Un rapport qui remonte assez loin, d’ailleurs : « J’ai toujours été super nerd, ma famille est nerd, on est tous des intellos et on n’a pas de problème avec ça. Ma famille est vraiment conservatrice. Et j’ai toujours eu l’impression que le sexe, c’était quelque chose de pas bien. Je n’ai pas été brimée nécessairement. Mais on dirait que j’ai toujours gardé cette idée. » Laquelle ? « Que ce n’était pas bien, répète-t-elle. Ou juste bizarre. Et que quand je serais adulte, ça allait changer. […] Mais ça n’a pas changé… »

Le mot « bizarre » revient souvent pendant la conversation. On lui demande de clarifier : « peut-être que c’était plus un inconfort ? », s’interroge-t-elle.

Un inconfort qui ne s’applique par ailleurs pas, mais pas du tout, à l’autosatisfaction. Si elle se masturbait ? « Mais oui, répond-elle, sur le ton de l’évidence. Toujours ! […] Et depuis que je suis vraiment jeune. C’est un genre de release [relâchement]. […] Un peu comme quand je me dis : j’ai faim, je vais manger quelque chose. » Mais sans désirer quoi que ce soit en particulier. Un détail révélateur, vous verrez.

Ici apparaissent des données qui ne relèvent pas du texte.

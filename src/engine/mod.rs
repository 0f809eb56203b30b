// Readbot Engine — WhatsApp session supervision and the status dashboard.
// Backend events flow one way: webhook → supervisor → shared state → dashboard.

pub mod config;
pub mod state;
pub mod whatsapp;
pub mod dashboard;
// ── Readbot Atoms: Error Types ─────────────────────────────────────────────
// Single canonical error enum for the bot, built with `thiserror`.
//
// Design rules:
//   • Variants are coarse-grained by domain (I/O, network, config, session…).
//   • The `#[from]` attribute wires std/external error conversions automatically.
//   • No variant carries secret material (the Evolution API key) in its message.

use thiserror::Error;

// ── Primary error enum ─────────────────────────────────────────────────────

#[derive(Debug, Error)]
pub enum EngineError {
    /// Filesystem, socket or OS-level I/O failure.
    #[error("I/O error: {0}")]
    Io(#[from] std::io::Error),

    /// JSON serialization / deserialization failure.
    #[error("Serialization error: {0}")]
    Serialization(#[from] serde_json::Error),

    /// HTTP / network failure (reqwest layer).
    #[error("Network error: {0}")]
    Network(#[from] reqwest::Error),

    /// Bot configuration is invalid or missing.
    #[error("Configuration error: {0}")]
    Config(String),

    /// The messaging backend rejected or failed an operation.
    #[error("Session error: {operation}: {message}")]
    Session { operation: String, message: String },

    /// Catch-all for errors that do not have a dedicated variant.
    #[error("{0}")]
    Other(String),
}

// ── Convenience constructors ───────────────────────────────────────────────

impl EngineError {
    /// Create a session error for a named backend operation.
    pub fn session(operation: impl Into<String>, message: impl Into<String>) -> Self {
        Self::Session { operation: operation.into(), message: message.into() }
    }
}

impl From<String> for EngineError {
    fn from(s: String) -> Self {
        EngineError::Other(s)
    }
}

impl From<&str> for EngineError {
    fn from(s: &str) -> Self {
        EngineError::Other(s.to_string())
    }
}

// ── Convenience alias ──────────────────────────────────────────────────────

/// All fallible bot operations return this type.
pub type EngineResult<T> = Result<T, EngineError>;

impl From<EngineError> for String {
    fn from(e: EngineError) -> Self {
        e.to_string()
    }
}
use log::{error, info, warn};
use std::sync::Arc;
use wa_readbot::atoms::error::EngineResult;
use wa_readbot::engine::config::BotConfig;
use wa_readbot::engine::dashboard;
use wa_readbot::engine::state::SharedState;
use wa_readbot::engine::whatsapp::{spawn_heartbeat, EvolutionSession, Supervisor};

#[tokio::main]
async fn main() -> EngineResult<()> {
    let dotenv = dotenvy::dotenv();
    env_logger::Builder::from_env(env_logger::Env::default().default_filter_or("info")).init();
    if let Err(e) = dotenv {
        if !e.not_found() {
            warn!("[server] Could not load .env: {}", e);
        }
    }

    let config = BotConfig::from_env().inspect_err(|e| error!("[server] {}", e))?;
    info!("[server] Starting WhatsApp read bot (instance '{}', backend {})",
        config.whatsapp.instance_name, config.whatsapp.api_url);

    let session = Arc::new(EvolutionSession::new(config.whatsapp.clone())?);
    let (supervisor, events) = Supervisor::new(session, SharedState::new());
    let event_loop = tokio::spawn(supervisor.clone().run(events));
    let heartbeat = spawn_heartbeat(supervisor.state().clone());

    // Bind before initializing so early webhooks are not lost.
    let listener = dashboard::bind(config.bind_addr()).await?;

    let init = supervisor.clone();
    tokio::spawn(async move { init.initialize().await });

    let served = dashboard::serve_supervised(listener, supervisor, shutdown_signal()).await;
    heartbeat.abort();
    event_loop.abort();
    served
}

/// Resolves on SIGINT or SIGTERM.
async fn shutdown_signal() {
    let ctrl_c = async {
        if let Err(e) = tokio::signal::ctrl_c().await {
            error!("[server] Failed to listen for Ctrl-C: {}", e);
            std::future::pending::<()>().await;
        }
    };

    #[cfg(unix)]
    let terminate = async {
        use tokio::signal::unix::{signal, SignalKind};
        match signal(SignalKind::terminate()) {
            Ok(mut sigterm) => {
                sigterm.recv().await;
            }
            Err(e) => {
                error!("[server] Failed to install SIGTERM handler: {}", e);
                std::future::pending::<()>().await;
            }
        }
    };

    #[cfg(not(unix))]
    let terminate = std::future::pending::<()>();

    tokio::select! {
        _ = ctrl_c => info!("[server] Received SIGINT"),
        _ = terminate => info!("[server] Received SIGTERM"),
    }
}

À l’adolescence, Émilie vit une première expérience sexuelle avec un premier amoureux. « Évidemment les lumières éteintes », précise-t-elle. Et puis ? « Correct », ni plus ni moins. « Rien de groundbreaking ». Correct « physiquement », finit-on par comprendre, mais pas exactement « mentalement ». « Comme si je n’étais pas mentalement confortable… »

Pendant toute sa vingtaine, ce décalage se confirme. Elle se fait des amoureux, couche avec, et les expériences demeurent « correctes ». Quoique trop fréquentes à son goût. Elle poursuit avec une nouvelle métaphore. « Comme si je sortais avec un gars qui joue au tennis. OK, le tennis, c’est correct. Je suis sportive. Mais ce n’est pas mon sport préféré. Et ce n’est pas comme si je me levais le matin avec une grosse envie de jouer au tennis. »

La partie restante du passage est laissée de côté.